Rothbury...3 Seahouses...3

The last time these two teams played, Seahouses were comfortable 4-0 winners.

However, Rothbury were full of confidence following their first win of the season last week and they came close to taking all three points in what proved to be a tense encounter.

The weather played its part in the match with a cold, blustery wind making it difficult for the players, particularly the goalkeepers.

Seahouses had the best of the opening exchanges, putting Rothbury under pressure from the outset.

The Rothbury defence of Lewis Middleton, Ben Wright and Jake Austin-Walker held firm.

Perhaps against the run of play, Rothbury scored first with a goal that, although it had an element of good fortune, was well-worked.

Lukas Robinson, at the centre of the Rothbury midfield, played one of many excellent through-balls to find James Ballantyne in space on the left-hand side.

Ballantyne struck a tremendous cross low and hard across the Seahouses’ box and, with Rothbury’s Alex Law waiting to receive the ball in front of the goal, the Seahouses’ defender had no option but to stick out a leg to intercept, succeeding only in firing the ball into his own net.

Rothbury looked good for a 1-0 lead at half-time but, with just two minutes to go, a well-struck, long-range shot gave Rothbury keeper Ben Saxon no chance and the sides went to the break level.

Seahouses started the second-half the better team and despite stout defending from Wright, Austin-Walker and Josef Laverty, who replaced Middleton at half-time, they soon took the lead.

Again the goal came from a long-range shot, a tactic that Seahouses seem to have adopted to make the most of the conditions. The ball swirled in the wind before dropping, almost in slow motion, into the top right-hand corner of the Rothbury goal.

Rothbury responded well, the midfield trio of Robinson, Law and Louis Stripp linking up well with striker Robbie Young, who replaced Ballantyne at half-time.

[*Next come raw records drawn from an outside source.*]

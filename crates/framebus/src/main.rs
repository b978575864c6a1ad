mod cmd;
mod exit;
mod logging;
mod output;

use clap::Parser;

use crate::cmd::Command;
use crate::logging::{init_logging, LogFormat, LogLevel};
use crate::output::OutputFormat;

#[derive(Parser, Debug)]
#[command(name = "framebus", version, about = "framebus messaging CLI")]
struct Cli {
    /// Output format.
    #[arg(long, value_name = "FORMAT", global = true)]
    format: Option<OutputFormat>,

    /// Log output format (stderr).
    #[arg(long, value_name = "FORMAT", default_value = "text", global = true)]
    log_format: LogFormat,

    /// Minimum log level (stderr).
    #[arg(long, value_name = "LEVEL", default_value = "info", global = true)]
    log_level: LogLevel,

    #[command(subcommand)]
    command: Command,
}

fn main() {
    let cli = Cli::parse();
    init_logging(cli.log_format, cli.log_level);

    let format = cli.format.unwrap_or_else(OutputFormat::default_for_stdout);
    match cmd::run(cli.command, format) {
        Ok(code) => std::process::exit(code),
        Err(err) => {
            eprintln!("error: {err}");
            std::process::exit(err.code);
        }
    }
}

Like Ballantyne, Young took up some excellent positions to provide his team-mates with an outlet and it was he who created the equaliser, feeding the ball to Stripp, who fired low and hard past the Seahouses’ keeper into the net.

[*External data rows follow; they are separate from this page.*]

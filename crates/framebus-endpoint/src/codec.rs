//! Message wire codec: one message is the UTF-8 JSON text of its object.
//!
//! Message boundaries come from the frame layer; this codec adds no
//! framing, length prefix or checksum of its own.

use bytes::Bytes;
use tracing::debug;

use crate::error::Result;
use crate::message::Message;

/// Serialize a message to its wire payload.
pub fn encode(message: &Message) -> Result<Bytes> {
    Ok(Bytes::from(serde_json::to_vec(message)?))
}

/// Deserialize a wire payload, failing on anything that is not a JSON object.
pub fn try_decode(payload: &[u8]) -> Result<Message> {
    let value: serde_json::Value = serde_json::from_slice(payload)?;
    Message::from_value(value)
}

/// Deserialize a wire payload.
///
/// Undecodable input becomes `{"status":"error","message":"Invalid message format"}`.
pub fn decode(payload: &[u8]) -> Message {
    match try_decode(payload) {
        Ok(message) => message,
        Err(err) => {
            debug!(error = %err, size = payload.len(), "undecodable message payload");
            Message::invalid_format()
        }
    }
}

With the scores at 2-2, there came the pivotal moment of the match. Another long-range shot from Seahouses was saved well by Saxon, diving to his right, but he was only able to push it to the feet of a Seahouses’ striker, who was unmarked and only two or three yards out from goal.

He struck the ball well and most of the Seahouses’ players were turning away to celebrate when Saxon somehow got to his feet and threw himself across the goal to push the shot around the post.

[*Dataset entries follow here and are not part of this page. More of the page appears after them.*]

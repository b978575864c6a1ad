use std::io::{ErrorKind, Read};

use bytes::BytesMut;
use framebus_transport::IpcStream;

use crate::codec::{decode_frame, Frame, FrameConfig};
use crate::error::{FrameError, Result};

const READ_CHUNK: usize = 8 * 1024;

/// Blocking frame reader over a byte stream.
///
/// Bytes of a frame that arrived only in part survive a read timeout, so a
/// poll loop can keep calling [`FrameReader::read_frame`].
pub struct FrameReader<T> {
    stream: T,
    pending: BytesMut,
    limits: FrameConfig,
}

impl<T: Read> FrameReader<T> {
    pub fn new(stream: T) -> Self {
        Self::with_config(stream, FrameConfig::default())
    }

    pub fn with_config(stream: T, limits: FrameConfig) -> Self {
        Self {
            stream,
            pending: BytesMut::with_capacity(READ_CHUNK),
            limits,
        }
    }

    /// Block until one whole frame is available.
    ///
    /// EOF yields [`FrameError::ConnectionClosed`], an expired socket
    /// timeout yields [`FrameError::Timeout`].
    pub fn read_frame(&mut self) -> Result<Frame> {
        let mut chunk = [0u8; READ_CHUNK];
        loop {
            if let Some(frame) = decode_frame(&mut self.pending, self.limits.max_payload_size)? {
                return Ok(frame);
            }
            match self.stream.read(&mut chunk) {
                Ok(0) => return Err(FrameError::ConnectionClosed),
                Ok(n) => self.pending.extend_from_slice(&chunk[..n]),
                Err(err) if err.kind() == ErrorKind::Interrupted => {}
                Err(err) if is_timeout(&err) => return Err(FrameError::Timeout),
                Err(err) => return Err(FrameError::Io(err)),
            }
        }
    }

    /// Bytes received but not yet returned as a frame.
    pub fn buffered(&self) -> usize {
        self.pending.len()
    }

    pub fn get_ref(&self) -> &T {
        &self.stream
    }

    pub fn set_max_payload_size(&mut self, limit: usize) {
        self.limits.max_payload_size = limit;
    }
}

impl FrameReader<IpcStream> {
    /// Wrap a transport stream, applying the configured read timeout.
    pub fn with_config_ipc(stream: IpcStream, limits: FrameConfig) -> Result<Self> {
        stream
            .set_read_timeout(limits.read_timeout)
            .map_err(from_transport)?;
        Ok(Self::with_config(stream, limits))
    }

    pub fn set_read_timeout(&mut self, timeout: Option<std::time::Duration>) -> Result<()> {
        self.stream
            .set_read_timeout(timeout)
            .map_err(from_transport)?;
        self.limits.read_timeout = timeout;
        Ok(())
    }
}

// SO_RCVTIMEO expiry is WouldBlock on Unix, TimedOut on Windows.
pub(crate) fn is_timeout(err: &std::io::Error) -> bool {
    matches!(err.kind(), ErrorKind::WouldBlock | ErrorKind::TimedOut)
}

pub(crate) fn from_transport(err: framebus_transport::TransportError) -> FrameError {
    use framebus_transport::TransportError;
    match err {
        TransportError::Io(io) | TransportError::Accept(io) => FrameError::Io(io),
        TransportError::Bind { source, .. } | TransportError::Connect { source, .. } => {
            FrameError::Io(source)
        }
        other => FrameError::Io(std::io::Error::other(other.to_string())),
    }
}

#[cfg(test)]
mod tests {
    use std::io::Cursor;
    use std::time::Duration;

    use bytes::BufMut;

    use super::*;
    use crate::codec::{encode_frame, MAGIC};
    use crate::kind::MESSAGE;
    use crate::writer::FrameWriter;

    #[test]
    fn read_single_frame() {
        let mut wire = BytesMut::new();
        encode_frame(MESSAGE, b"hello", &mut wire).unwrap();

        let mut reader = FrameReader::new(Cursor::new(wire.to_vec()));
        let frame = reader.read_frame().unwrap();
        assert_eq!(frame.kind, MESSAGE);
        assert_eq!(frame.payload.as_ref(), b"hello");
    }

    #[test]
    fn read_frames_in_order() {
        let mut wire = BytesMut::new();
        for n in 0..3 {
            encode_frame(MESSAGE, format!("msg-{n}").as_bytes(), &mut wire).unwrap();
        }

        let mut reader = FrameReader::new(Cursor::new(wire.to_vec()));
        for n in 0..3 {
            let frame = reader.read_frame().unwrap();
            assert_eq!(frame.payload.as_ref(), format!("msg-{n}").as_bytes());
        }
    }

    #[test]
    fn large_payload_spans_many_reads() {
        let payload = vec![0xAB; 64 * 1024];
        let mut wire = BytesMut::new();
        encode_frame(MESSAGE, &payload, &mut wire).unwrap();

        let mut reader = FrameReader::new(Cursor::new(wire.to_vec()));
        let frame = reader.read_frame().unwrap();
        assert_eq!(frame.payload.as_ref(), payload.as_slice());
    }

    #[test]
    fn byte_by_byte_reads() {
        let mut wire = BytesMut::new();
        encode_frame(MESSAGE, b"slow", &mut wire).unwrap();

        let mut reader = FrameReader::new(Trickle {
            bytes: wire.to_vec(),
            pos: 0,
        });
        assert_eq!(reader.read_frame().unwrap().payload.as_ref(), b"slow");
    }

    #[test]
    fn connection_closed_cleanly() {
        let mut reader = FrameReader::new(Cursor::new(Vec::<u8>::new()));
        assert!(matches!(
            reader.read_frame().unwrap_err(),
            FrameError::ConnectionClosed
        ));
    }

    #[test]
    fn connection_closed_mid_frame() {
        let mut partial = BytesMut::new();
        partial.put_slice(&MAGIC);
        partial.put_u32_le(16);
        partial.put_u16_le(MESSAGE);
        partial.put_slice(b"only-part");

        let mut reader = FrameReader::new(Cursor::new(partial.to_vec()));
        assert!(matches!(
            reader.read_frame().unwrap_err(),
            FrameError::ConnectionClosed
        ));
    }

    #[test]
    fn oversized_frame_rejected() {
        let mut wire = BytesMut::new();
        wire.put_slice(&MAGIC);
        wire.put_u32_le(1024);
        wire.put_u16_le(MESSAGE);

        let cfg = FrameConfig {
            max_payload_size: 16,
            ..FrameConfig::default()
        };
        let mut reader = FrameReader::with_config(Cursor::new(wire.to_vec()), cfg);
        assert!(matches!(
            reader.read_frame().unwrap_err(),
            FrameError::PayloadTooLarge { .. }
        ));
    }

    #[test]
    fn would_block_is_timeout_and_resumes() {
        let mut wire = BytesMut::new();
        encode_frame(MESSAGE, b"resumed", &mut wire).unwrap();
        let bytes = wire.to_vec();

        // Half the frame, a timeout, then the rest.
        let mut reader = FrameReader::new(Stalling {
            first: bytes[..6].to_vec(),
            rest: bytes[6..].to_vec(),
            state: 0,
        });

        assert!(matches!(reader.read_frame().unwrap_err(), FrameError::Timeout));
        assert_eq!(reader.buffered(), 6);
        assert_eq!(reader.read_frame().unwrap().payload.as_ref(), b"resumed");
    }

    #[test]
    fn read_timeout_on_ipc_stream() {
        let listener =
            framebus_transport::Listener::bind(&"tcp://127.0.0.1:0".parse().unwrap()).unwrap();
        let endpoint = listener.local_endpoint().clone();
        let connector = std::thread::spawn(move || framebus_transport::connect(&endpoint).unwrap());
        let stream = listener.accept().unwrap();
        let _client = connector.join().unwrap();

        let cfg = FrameConfig {
            read_timeout: Some(Duration::from_millis(20)),
            ..FrameConfig::default()
        };
        let mut reader = FrameReader::with_config_ipc(stream, cfg).unwrap();
        assert!(matches!(reader.read_frame().unwrap_err(), FrameError::Timeout));
    }

    #[test]
    #[cfg(unix)]
    fn roundtrip_over_socket_pair() {
        let (left, right) = std::os::unix::net::UnixStream::pair().unwrap();
        let mut writer = FrameWriter::new(left);
        let mut reader = FrameReader::new(right);

        writer.send(MESSAGE, b"ping").unwrap();
        assert_eq!(reader.read_frame().unwrap().payload.as_ref(), b"ping");
    }

    struct Trickle {
        bytes: Vec<u8>,
        pos: usize,
    }

    impl Read for Trickle {
        fn read(&mut self, buf: &mut [u8]) -> std::io::Result<usize> {
            if self.pos >= self.bytes.len() || buf.is_empty() {
                return Ok(0);
            }
            buf[0] = self.bytes[self.pos];
            self.pos += 1;
            Ok(1)
        }
    }

    struct Stalling {
        first: Vec<u8>,
        rest: Vec<u8>,
        state: u8,
    }

    impl Read for Stalling {
        fn read(&mut self, buf: &mut [u8]) -> std::io::Result<usize> {
            self.state += 1;
            let chunk = match self.state {
                1 => std::mem::take(&mut self.first),
                2 => return Err(std::io::Error::from(ErrorKind::WouldBlock)),
                3 => std::mem::take(&mut self.rest),
                _ => Vec::new(),
            };
            buf[..chunk.len()].copy_from_slice(&chunk);
            Ok(chunk.len())
        }
    }
}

For those old enough to remember, this was the U12s’ equivalent of Gordon Banks’ save from Pele in the 1970 World Cup. Yes, it was that good.

As Seahouses were still reeling in disbelief, Rothbury took advantage.

Young was again the creator. His shot was saved by the Seahouses keeper, who had an excellent game, but in the blustery and slippery conditions, the ball squirted away from him and Laverty, now playing in the Rothbury midfield, pounced to fire Rothbury into the lead.

A Rothbury victory looked on the cards, but the weather had one final contribution to make to the match. Another long-range shot, this time from the Seahouses left-wing, seemed unlikely to cause problems but, as Saxon advanced to catch the ball, it held up in the wind and curled goalward, high over his head and into the top of the Rothbury goal.

A draw was a fair result in an exciting match in which the lead changed hands three times and the players of each team gave everything they could in difficult conditions.

Rothbury: Alex Law, Ben Saxon, Ben Wright, Jake Austin-Walker, James Ballantyne, Josef Laverty, Lewis Middleton, Louis Stripp, Lukas Robinson, Robbie Young. Rothbury man-of-the-match: Ben Saxon.